§ **Saved data entries**
%%

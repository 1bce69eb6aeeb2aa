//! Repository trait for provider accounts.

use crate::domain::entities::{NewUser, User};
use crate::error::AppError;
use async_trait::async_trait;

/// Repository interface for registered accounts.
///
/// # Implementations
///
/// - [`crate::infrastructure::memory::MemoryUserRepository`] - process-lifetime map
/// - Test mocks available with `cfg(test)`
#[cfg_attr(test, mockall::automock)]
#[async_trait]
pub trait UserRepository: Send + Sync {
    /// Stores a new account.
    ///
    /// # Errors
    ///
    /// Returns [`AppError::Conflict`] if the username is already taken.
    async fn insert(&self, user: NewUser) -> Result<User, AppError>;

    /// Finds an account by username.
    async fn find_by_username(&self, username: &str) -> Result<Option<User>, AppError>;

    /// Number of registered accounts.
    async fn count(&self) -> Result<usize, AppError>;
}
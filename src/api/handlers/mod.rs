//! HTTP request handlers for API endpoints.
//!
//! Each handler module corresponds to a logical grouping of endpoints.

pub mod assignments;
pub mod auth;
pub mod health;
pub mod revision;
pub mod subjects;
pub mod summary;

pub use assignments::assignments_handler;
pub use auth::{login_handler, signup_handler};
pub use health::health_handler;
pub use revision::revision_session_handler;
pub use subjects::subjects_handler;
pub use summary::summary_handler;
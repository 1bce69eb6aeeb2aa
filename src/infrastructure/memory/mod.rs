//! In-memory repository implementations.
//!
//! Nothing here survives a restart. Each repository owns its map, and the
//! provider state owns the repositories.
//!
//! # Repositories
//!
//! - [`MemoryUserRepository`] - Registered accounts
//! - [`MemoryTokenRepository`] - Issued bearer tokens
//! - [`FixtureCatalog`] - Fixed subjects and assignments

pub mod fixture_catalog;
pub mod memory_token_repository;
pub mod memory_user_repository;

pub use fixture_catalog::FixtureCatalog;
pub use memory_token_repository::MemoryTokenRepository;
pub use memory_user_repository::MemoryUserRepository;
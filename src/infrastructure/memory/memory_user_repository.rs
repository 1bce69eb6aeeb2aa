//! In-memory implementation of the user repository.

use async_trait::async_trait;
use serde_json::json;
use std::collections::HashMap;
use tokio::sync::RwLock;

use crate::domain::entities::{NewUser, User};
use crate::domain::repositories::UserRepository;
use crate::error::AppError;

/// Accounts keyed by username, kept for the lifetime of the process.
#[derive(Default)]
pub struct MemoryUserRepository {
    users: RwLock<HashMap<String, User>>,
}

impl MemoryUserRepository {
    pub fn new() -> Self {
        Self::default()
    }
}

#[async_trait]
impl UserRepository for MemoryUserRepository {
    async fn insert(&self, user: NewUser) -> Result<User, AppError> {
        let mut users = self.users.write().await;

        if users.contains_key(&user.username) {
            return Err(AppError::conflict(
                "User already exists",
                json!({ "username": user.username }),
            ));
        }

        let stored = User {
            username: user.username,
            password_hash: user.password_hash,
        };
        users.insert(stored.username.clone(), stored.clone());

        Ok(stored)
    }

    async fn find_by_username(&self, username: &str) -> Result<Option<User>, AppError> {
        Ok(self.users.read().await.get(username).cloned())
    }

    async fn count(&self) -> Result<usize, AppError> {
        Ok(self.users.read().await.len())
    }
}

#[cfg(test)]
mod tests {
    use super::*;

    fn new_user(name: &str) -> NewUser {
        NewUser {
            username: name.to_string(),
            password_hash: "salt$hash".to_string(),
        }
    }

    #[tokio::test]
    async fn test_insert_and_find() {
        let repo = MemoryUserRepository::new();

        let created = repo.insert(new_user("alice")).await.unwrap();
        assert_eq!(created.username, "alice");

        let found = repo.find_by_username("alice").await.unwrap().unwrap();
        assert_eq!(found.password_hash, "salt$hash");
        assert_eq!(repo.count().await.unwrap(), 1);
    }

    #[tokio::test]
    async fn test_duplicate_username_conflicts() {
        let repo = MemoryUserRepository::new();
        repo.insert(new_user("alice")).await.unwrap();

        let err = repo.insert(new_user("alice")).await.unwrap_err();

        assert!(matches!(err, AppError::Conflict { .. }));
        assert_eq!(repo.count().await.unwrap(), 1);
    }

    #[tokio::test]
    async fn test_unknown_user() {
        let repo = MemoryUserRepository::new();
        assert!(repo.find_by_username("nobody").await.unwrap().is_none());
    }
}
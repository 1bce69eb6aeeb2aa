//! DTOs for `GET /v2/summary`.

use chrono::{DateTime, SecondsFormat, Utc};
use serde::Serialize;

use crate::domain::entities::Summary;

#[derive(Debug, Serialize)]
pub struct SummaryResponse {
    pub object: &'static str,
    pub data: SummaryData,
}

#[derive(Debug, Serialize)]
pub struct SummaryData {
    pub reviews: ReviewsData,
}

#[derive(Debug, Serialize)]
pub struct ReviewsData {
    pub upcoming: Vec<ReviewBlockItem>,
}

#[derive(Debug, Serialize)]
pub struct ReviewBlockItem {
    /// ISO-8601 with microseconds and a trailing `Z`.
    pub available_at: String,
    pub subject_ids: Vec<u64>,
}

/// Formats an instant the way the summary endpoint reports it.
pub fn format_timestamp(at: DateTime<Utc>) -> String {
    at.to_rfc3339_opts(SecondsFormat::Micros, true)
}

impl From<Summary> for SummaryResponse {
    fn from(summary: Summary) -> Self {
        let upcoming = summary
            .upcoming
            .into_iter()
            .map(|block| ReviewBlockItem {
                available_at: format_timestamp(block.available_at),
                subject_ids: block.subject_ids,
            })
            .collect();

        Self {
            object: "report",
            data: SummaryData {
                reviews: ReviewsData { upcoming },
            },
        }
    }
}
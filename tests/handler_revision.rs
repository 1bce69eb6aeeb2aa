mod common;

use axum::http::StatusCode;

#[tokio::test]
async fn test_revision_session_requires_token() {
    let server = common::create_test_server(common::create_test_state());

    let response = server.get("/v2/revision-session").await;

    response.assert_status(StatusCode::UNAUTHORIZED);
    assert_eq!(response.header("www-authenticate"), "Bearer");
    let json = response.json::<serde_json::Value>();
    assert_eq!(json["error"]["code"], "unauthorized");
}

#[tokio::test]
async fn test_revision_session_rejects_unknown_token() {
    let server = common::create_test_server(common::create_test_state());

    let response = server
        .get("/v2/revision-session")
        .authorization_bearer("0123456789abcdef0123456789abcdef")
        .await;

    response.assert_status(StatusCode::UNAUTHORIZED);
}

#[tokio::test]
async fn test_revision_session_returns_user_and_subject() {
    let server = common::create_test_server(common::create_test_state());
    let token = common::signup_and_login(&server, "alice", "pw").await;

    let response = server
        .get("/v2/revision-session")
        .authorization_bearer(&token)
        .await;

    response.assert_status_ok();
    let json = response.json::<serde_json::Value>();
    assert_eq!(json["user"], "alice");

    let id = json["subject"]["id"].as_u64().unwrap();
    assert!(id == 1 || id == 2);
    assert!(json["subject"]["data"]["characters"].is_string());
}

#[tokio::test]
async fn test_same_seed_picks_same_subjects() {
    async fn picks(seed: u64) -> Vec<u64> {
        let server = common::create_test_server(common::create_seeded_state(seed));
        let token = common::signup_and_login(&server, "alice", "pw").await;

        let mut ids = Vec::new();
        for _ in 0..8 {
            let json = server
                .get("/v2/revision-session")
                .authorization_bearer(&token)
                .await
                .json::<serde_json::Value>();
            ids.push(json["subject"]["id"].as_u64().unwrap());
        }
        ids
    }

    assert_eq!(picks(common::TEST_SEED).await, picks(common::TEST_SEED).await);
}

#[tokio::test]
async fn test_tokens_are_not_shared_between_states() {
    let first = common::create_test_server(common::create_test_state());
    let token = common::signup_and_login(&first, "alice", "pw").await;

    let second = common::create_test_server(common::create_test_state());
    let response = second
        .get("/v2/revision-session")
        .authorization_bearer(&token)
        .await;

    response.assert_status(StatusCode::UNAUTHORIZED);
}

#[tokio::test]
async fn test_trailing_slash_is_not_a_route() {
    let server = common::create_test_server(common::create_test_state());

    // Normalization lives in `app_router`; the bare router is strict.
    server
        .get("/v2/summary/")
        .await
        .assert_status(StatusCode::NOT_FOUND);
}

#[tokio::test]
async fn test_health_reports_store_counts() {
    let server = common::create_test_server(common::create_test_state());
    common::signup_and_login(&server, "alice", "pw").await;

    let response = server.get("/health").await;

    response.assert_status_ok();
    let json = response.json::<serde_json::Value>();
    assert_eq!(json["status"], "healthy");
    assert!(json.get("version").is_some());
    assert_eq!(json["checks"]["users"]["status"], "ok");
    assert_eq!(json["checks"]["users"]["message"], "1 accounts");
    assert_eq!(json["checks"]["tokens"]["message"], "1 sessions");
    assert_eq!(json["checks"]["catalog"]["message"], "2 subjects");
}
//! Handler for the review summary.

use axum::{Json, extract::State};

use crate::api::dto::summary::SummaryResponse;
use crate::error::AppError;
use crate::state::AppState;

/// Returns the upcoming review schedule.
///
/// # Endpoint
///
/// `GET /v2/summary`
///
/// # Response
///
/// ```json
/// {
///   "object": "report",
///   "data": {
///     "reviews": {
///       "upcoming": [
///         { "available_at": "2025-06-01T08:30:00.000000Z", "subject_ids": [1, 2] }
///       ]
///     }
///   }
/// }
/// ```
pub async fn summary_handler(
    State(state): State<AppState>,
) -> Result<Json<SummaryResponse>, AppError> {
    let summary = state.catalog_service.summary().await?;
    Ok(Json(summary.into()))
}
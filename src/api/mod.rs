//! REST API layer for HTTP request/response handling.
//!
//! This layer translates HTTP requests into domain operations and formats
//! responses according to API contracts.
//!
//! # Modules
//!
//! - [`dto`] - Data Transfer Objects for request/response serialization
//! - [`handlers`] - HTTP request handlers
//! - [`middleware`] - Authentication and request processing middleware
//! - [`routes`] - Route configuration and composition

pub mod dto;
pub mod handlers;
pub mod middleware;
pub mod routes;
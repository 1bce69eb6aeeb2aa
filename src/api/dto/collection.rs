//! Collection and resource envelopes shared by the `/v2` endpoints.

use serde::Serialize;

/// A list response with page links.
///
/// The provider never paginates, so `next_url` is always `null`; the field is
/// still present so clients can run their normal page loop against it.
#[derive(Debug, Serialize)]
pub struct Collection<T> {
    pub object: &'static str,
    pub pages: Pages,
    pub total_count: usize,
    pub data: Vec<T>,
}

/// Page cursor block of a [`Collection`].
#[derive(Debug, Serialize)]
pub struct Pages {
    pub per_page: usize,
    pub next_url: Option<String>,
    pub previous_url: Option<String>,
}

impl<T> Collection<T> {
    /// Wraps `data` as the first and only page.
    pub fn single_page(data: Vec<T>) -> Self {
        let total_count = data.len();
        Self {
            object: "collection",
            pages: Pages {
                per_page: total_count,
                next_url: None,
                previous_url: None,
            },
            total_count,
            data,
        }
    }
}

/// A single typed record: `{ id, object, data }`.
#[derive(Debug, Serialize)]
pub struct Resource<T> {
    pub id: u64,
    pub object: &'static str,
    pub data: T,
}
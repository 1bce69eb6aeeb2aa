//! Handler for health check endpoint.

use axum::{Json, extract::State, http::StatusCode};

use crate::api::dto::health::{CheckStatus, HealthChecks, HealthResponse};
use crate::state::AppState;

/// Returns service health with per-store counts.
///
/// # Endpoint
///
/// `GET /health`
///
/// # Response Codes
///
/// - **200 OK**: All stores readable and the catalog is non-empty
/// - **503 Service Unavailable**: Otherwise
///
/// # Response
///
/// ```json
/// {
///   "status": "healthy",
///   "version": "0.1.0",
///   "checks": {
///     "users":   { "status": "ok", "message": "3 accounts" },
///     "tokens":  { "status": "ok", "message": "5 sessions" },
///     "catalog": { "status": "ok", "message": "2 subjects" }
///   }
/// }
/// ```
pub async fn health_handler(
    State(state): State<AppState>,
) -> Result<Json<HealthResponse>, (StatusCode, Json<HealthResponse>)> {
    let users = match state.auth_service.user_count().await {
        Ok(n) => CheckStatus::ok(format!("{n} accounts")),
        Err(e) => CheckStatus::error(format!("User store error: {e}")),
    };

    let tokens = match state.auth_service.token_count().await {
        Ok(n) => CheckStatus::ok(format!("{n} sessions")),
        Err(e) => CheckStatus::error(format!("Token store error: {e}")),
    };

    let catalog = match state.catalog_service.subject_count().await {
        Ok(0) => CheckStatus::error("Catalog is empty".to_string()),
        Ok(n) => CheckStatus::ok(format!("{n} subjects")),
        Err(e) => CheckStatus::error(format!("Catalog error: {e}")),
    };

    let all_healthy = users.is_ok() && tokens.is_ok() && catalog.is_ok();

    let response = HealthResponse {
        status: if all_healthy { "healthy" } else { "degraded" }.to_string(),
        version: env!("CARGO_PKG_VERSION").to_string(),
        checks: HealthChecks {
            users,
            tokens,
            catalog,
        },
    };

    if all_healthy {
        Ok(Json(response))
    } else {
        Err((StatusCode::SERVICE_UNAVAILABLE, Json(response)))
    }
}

%%
%%

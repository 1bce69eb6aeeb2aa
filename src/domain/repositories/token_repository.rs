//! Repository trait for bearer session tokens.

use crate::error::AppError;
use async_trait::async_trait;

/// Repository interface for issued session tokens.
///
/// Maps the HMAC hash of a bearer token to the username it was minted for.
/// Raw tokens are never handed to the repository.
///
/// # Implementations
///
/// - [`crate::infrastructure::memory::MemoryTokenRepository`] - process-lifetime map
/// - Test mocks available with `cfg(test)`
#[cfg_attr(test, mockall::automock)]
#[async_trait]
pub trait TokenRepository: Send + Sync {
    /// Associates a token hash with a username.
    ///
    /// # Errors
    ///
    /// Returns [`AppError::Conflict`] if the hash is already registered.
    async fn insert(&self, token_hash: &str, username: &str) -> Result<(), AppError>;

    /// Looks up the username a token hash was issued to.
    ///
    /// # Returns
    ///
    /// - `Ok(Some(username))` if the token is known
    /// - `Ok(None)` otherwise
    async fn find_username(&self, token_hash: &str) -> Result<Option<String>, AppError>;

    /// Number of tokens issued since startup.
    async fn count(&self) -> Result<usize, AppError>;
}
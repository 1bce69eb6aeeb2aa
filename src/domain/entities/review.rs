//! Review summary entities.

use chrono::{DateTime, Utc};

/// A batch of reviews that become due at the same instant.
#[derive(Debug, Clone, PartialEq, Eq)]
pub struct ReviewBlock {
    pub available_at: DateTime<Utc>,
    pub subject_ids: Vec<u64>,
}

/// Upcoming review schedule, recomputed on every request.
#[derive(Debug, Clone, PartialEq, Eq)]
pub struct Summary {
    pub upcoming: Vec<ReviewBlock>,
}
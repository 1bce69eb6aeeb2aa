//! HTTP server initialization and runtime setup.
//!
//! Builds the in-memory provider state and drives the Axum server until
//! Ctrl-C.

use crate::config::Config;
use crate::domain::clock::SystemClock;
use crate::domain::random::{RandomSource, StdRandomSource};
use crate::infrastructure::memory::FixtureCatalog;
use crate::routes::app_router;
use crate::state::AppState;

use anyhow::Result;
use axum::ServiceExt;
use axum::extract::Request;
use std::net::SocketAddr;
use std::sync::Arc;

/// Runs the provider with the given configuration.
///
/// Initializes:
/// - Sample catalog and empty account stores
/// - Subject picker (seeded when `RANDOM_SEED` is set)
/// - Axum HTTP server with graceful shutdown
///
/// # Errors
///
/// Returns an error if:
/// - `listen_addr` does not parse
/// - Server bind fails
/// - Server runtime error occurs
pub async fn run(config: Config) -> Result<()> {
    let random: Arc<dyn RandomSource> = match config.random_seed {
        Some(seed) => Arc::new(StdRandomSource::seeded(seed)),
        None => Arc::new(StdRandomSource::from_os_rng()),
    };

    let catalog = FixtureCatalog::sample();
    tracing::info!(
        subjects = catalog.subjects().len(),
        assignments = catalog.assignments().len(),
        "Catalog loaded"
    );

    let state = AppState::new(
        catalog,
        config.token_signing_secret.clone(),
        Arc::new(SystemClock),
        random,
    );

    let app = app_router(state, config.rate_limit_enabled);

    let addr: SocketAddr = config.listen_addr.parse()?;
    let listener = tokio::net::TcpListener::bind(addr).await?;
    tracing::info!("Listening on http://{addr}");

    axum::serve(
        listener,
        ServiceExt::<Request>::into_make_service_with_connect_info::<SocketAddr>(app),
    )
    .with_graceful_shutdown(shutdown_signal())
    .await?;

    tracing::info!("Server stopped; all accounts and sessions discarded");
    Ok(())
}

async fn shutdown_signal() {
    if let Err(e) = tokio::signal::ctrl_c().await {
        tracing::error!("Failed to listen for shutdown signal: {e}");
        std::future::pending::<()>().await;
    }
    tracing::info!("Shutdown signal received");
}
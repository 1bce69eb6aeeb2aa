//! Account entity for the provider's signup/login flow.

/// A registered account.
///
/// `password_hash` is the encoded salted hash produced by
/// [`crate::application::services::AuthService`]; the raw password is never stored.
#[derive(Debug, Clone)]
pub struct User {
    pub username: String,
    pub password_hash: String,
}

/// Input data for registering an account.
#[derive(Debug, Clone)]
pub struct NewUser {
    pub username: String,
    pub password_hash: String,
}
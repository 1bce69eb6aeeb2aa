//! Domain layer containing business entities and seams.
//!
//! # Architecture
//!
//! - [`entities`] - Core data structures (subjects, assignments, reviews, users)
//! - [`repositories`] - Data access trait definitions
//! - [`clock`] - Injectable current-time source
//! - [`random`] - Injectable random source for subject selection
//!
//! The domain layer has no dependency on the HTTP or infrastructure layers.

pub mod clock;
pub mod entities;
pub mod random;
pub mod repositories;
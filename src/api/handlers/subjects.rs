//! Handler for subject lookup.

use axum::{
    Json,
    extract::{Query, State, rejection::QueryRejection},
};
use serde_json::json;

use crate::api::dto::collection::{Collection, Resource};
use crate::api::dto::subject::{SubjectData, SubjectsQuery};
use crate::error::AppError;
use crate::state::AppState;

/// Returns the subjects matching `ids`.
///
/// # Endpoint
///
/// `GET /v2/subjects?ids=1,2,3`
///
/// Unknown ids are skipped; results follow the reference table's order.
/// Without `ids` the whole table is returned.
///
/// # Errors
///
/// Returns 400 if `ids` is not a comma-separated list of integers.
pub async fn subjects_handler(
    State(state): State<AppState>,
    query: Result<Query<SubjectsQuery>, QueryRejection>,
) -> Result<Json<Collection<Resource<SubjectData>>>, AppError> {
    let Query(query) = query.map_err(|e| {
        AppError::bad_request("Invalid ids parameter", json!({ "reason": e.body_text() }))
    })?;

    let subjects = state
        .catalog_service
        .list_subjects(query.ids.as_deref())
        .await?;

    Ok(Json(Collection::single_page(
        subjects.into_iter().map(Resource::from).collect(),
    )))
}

%%

§ **INSTRUCTIONS TO FOLLOW**
If a line above holds "HealthResponse", count it; say how many such lines there are and nothing else.

§ **SOLUTION TO THIS PROBLEM**
3